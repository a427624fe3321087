use async_trait::async_trait;

use crate::payment::{CardDetails, PaymentMethod};

/// Outcome of a synchronous charge authorization
#[derive(Debug, Clone, PartialEq, Eq)]
pub enum Authorization {
    Approved { reference: String },
    Declined { reason: String },
}

/// Outcome of a transfer confirmation poll
#[derive(Debug, Clone, Copy, PartialEq, Eq)]
pub enum TransferPoll {
    Confirmed,
    Pending,
    Expired,
}

#[derive(Debug, thiserror::Error)]
pub enum GatewayError {
    #[error("Gateway timed out")]
    Timeout,

    #[error("Gateway unavailable: {0}")]
    Unavailable(String),
}

/// External payment authorization collaborator.
///
/// The engine only depends on this three-outcome contract; production
/// providers and deterministic test doubles satisfy the same trait.
#[async_trait]
pub trait PaymentGateway: Send + Sync {
    /// Submit a charge for synchronous authorization
    async fn authorize(
        &self,
        amount_cents: i64,
        method: PaymentMethod,
        card: &CardDetails,
    ) -> Result<Authorization, GatewayError>;

    /// Ask whether an out-of-band transfer has been confirmed
    async fn poll_transfer(&self, transaction_id: &str) -> Result<TransferPoll, GatewayError>;
}
#![forbid(unsafe_code)]

//! Thread-safe, cancellable FIFO of pending awaiters.
//!
//! # Design
//!
//! [`AwaiterQueue<T>`] holds the awaiters registered since the last flush.
//! A flush swaps the whole pending list out under the lock, so registrations
//! made while the flushed batch is being dispatched start a fresh generation
//! and wait for the next flush.
//!
//! Each awaiter carries an atomic state (`pending`, `dispatched`,
//! `cancelled`). Whichever of flush or cancel moves it out of `pending`
//! first wins; the loser does nothing. An awaiter is therefore never both
//! dispatched and successfully cancelled, and cancelling after dispatch is
//! a no-op.
//!
//! # Invariants
//!
//! 1. Awaiters are dispatched in registration order.
//! 2. The first-awaiter hook runs exactly once per empty → non-empty
//!    transition, outside the lock.
//! 3. After [`fail`](AwaiterQueue::fail) the queue is closed: pending
//!    awaiters are rejected and every later registration fails with the
//!    same [`SchedulerClosed`].
//!
//! # Failure Modes
//!
//! - **Panicking resume**: if the `resume` callback passed to
//!   [`flush_and_dispatch`](AwaiterQueue::flush_and_dispatch) panics, the
//!   rest of that batch is dropped undispatched. Callers that need
//!   isolation (the frame-end scheduler) catch panics per awaiter.

use std::collections::VecDeque;
use std::fmt;
use std::sync::atomic::{AtomicU8, Ordering};
use std::sync::{Arc, Mutex, MutexGuard, PoisonError, Weak};

use recompose_core::cancel::CancellationHandle;

use crate::error::SchedulerClosed;

const PENDING: u8 = 0;
const DISPATCHED: u8 = 1;
const CANCELLED: u8 = 2;

struct Slot<T> {
    id: u64,
    state: Arc<AtomicU8>,
    value: T,
}

impl<T> Slot<T> {
    /// Claim the slot for dispatch. Fails if it was cancelled first.
    fn claim(&self) -> bool {
        self.state
            .compare_exchange(PENDING, DISPATCHED, Ordering::AcqRel, Ordering::Acquire)
            .is_ok()
    }
}

struct QueueState<T> {
    pending: VecDeque<Slot<T>>,
    next_id: u64,
    closed: Option<SchedulerClosed>,
}

struct Shared<T> {
    state: Mutex<QueueState<T>>,
}

impl<T> Shared<T> {
    fn lock(&self) -> MutexGuard<'_, QueueState<T>> {
        self.state.lock().unwrap_or_else(PoisonError::into_inner)
    }

    fn remove(&self, id: u64) {
        let removed = {
            let mut state = self.lock();
            match state.pending.iter().position(|slot| slot.id == id) {
                Some(index) => state.pending.remove(index),
                None => None,
            }
        };
        // Dropped outside the lock: `T` may run arbitrary code on drop.
        drop(removed);
    }
}

/// Registry of pending awaiters with bulk dispatch and bulk failure.
///
/// Cloning shares the same queue.
pub struct AwaiterQueue<T> {
    shared: Arc<Shared<T>>,
}

impl<T> Clone for AwaiterQueue<T> {
    fn clone(&self) -> Self {
        Self {
            shared: Arc::clone(&self.shared),
        }
    }
}

impl<T: Send + 'static> AwaiterQueue<T> {
    /// Create an open, empty queue.
    #[must_use]
    pub fn new() -> Self {
        Self {
            shared: Arc::new(Shared {
                state: Mutex::new(QueueState {
                    pending: VecDeque::new(),
                    next_id: 0,
                    closed: None,
                }),
            }),
        }
    }

    /// Append `awaiter` to the queue.
    ///
    /// If the queue was empty, `on_first_awaiter` runs once after the
    /// awaiter is visible (used to wake the scheduler only when needed).
    ///
    /// # Errors
    ///
    /// Returns the close reason if the queue was closed by
    /// [`fail`](Self::fail); the awaiter is dropped.
    pub fn add_awaiter(
        &self,
        awaiter: T,
        on_first_awaiter: impl FnOnce(),
    ) -> Result<CancellationHandle, SchedulerClosed> {
        let (handle, was_empty) = {
            let mut state = self.shared.lock();
            if let Some(closed) = &state.closed {
                return Err(closed.clone());
            }
            let was_empty = state.pending.is_empty();
            let id = state.next_id;
            state.next_id = state.next_id.wrapping_add(1);

            let flag = Arc::new(AtomicU8::new(PENDING));
            state.pending.push_back(Slot {
                id,
                state: Arc::clone(&flag),
                value: awaiter,
            });

            let weak: Weak<Shared<T>> = Arc::downgrade(&self.shared);
            let handle = CancellationHandle::new(move || {
                let won = flag
                    .compare_exchange(PENDING, CANCELLED, Ordering::AcqRel, Ordering::Acquire)
                    .is_ok();
                if won {
                    if let Some(shared) = weak.upgrade() {
                        shared.remove(id);
                    }
                }
            });
            (handle, was_empty)
        };

        if was_empty {
            on_first_awaiter();
        }
        Ok(handle)
    }

    /// Whether at least one awaiter is pending.
    #[must_use]
    pub fn has_awaiters(&self) -> bool {
        !self.shared.lock().pending.is_empty()
    }

    /// Number of pending awaiters.
    #[must_use]
    pub fn len(&self) -> usize {
        self.shared.lock().pending.len()
    }

    /// Whether no awaiter is pending.
    #[must_use]
    pub fn is_empty(&self) -> bool {
        !self.has_awaiters()
    }

    /// Whether [`fail`](Self::fail) has closed the queue.
    #[must_use]
    pub fn is_closed(&self) -> bool {
        self.shared.lock().closed.is_some()
    }

    /// The error registrations fail with, if closed.
    #[must_use]
    pub fn close_reason(&self) -> Option<SchedulerClosed> {
        self.shared.lock().closed.clone()
    }

    /// Swap out every pending awaiter and hand each to `resume` in FIFO
    /// order, skipping any cancelled concurrently. Returns how many were
    /// resumed.
    pub fn flush_and_dispatch(&self, mut resume: impl FnMut(T)) -> usize {
        let batch = std::mem::take(&mut self.shared.lock().pending);
        let mut resumed = 0;
        for slot in batch {
            if slot.claim() {
                resume(slot.value);
                resumed += 1;
            }
        }
        resumed
    }

    /// Close the queue and reject every pending awaiter with `error`.
    ///
    /// Later registrations fail with the same error. If the queue was
    /// already closed, the original reason is kept and only awaiters still
    /// pending are rejected (there are none). Returns how many were
    /// rejected.
    pub fn fail(&self, error: SchedulerClosed, mut reject: impl FnMut(T, &SchedulerClosed)) -> usize {
        let (batch, reason) = {
            let mut state = self.shared.lock();
            let reason = state.closed.get_or_insert(error).clone();
            (std::mem::take(&mut state.pending), reason)
        };
        let mut rejected = 0;
        for slot in batch {
            if slot.claim() {
                reject(slot.value, &reason);
                rejected += 1;
            }
        }
        rejected
    }
}

impl<T: Send + 'static> Default for AwaiterQueue<T> {
    fn default() -> Self {
        Self::new()
    }
}

impl<T> fmt::Debug for AwaiterQueue<T> {
    fn fmt(&self, f: &mut fmt::Formatter<'_>) -> fmt::Result {
        let state = self.shared.lock();
        f.debug_struct("AwaiterQueue")
            .field("pending", &state.pending.len())
            .field("closed", &state.closed)
            .finish()
    }
}
#![forbid(unsafe_code)]

//! Runtime: frame-end scheduling, awaiter queues, and content relocation.
//!
//! # Role in Recompose
//! `recompose-runtime` sits between the host's frame loop and the tree
//! builder. It decides when deferred work runs relative to frames, and how
//! retained content survives being moved within the tree during one pass.
//!
//! # Primary responsibilities
//! - **AwaiterQueue**: FIFO one-shot registrations with cancellation, an
//!   idle → pending hook, and a terminal failed state.
//! - **FrameEndScheduler**: actions that run after the current frame, with
//!   a single wake-up per idle transition and panic isolation per action.
//! - **FrameClock**: one-shot callbacks resumed with the next frame time.
//! - **RelocationPool**: matches departing content to placements of the
//!   same descriptor, disposing what nobody claims.
//!
//! # How it fits in the system
//! The host drives [`FrameEndScheduler::mark_frame_complete`] and
//! [`FrameClock::send_frame`] from its frame loop. The tree builder owns one
//! [`RelocationPool`] and feeds it departures and placements keyed by
//! [`DescriptorId`] and [`recompose_core::PositionHash`]. Settings come from
//! [`RuntimeConfig`], usually via [`RuntimeConfig::from_env`].

pub mod awaiter_queue;
pub mod config;
pub mod descriptor;
pub mod error;
pub mod frame_clock;
pub mod frame_end;
pub mod relocation;

pub use awaiter_queue::AwaiterQueue;
pub use config::{
    ConfigError, FailurePolicy, FrameConfig, NotifyPolicy, RelocationConfig, RuntimeConfig,
    RuntimeConfigParse,
};
pub use descriptor::{ContentDescriptor, DescriptorArena, DescriptorId, ParamPacking, ParamShape};
pub use error::{DispatchFailure, SchedulerClosed};
pub use frame_clock::FrameClock;
pub use frame_end::{FrameEndScheduler, FrameReport};
pub use relocation::{
    PassOutcome, Placement, PlacementRequest, PlacementTicket, PoolStats, RelocationEntry,
    RelocationPool,
};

━━━━━━━━━━

◆ Your goal
Beginning with the line that has "self.shared.lock().closed.is_some()" and ending with the line that has "Swap out every", set down the lines above exactly and include no others.

◆ Task response
        self.shared.lock().closed.is_some()
    }

    /// The error registrations fail with, if closed.
    #[must_use]
    pub fn close_reason(&self) -> Option<SchedulerClosed> {
        self.shared.lock().closed.clone()
    }

    /// Swap out every pending awaiter and hand each to `resume` in FIFO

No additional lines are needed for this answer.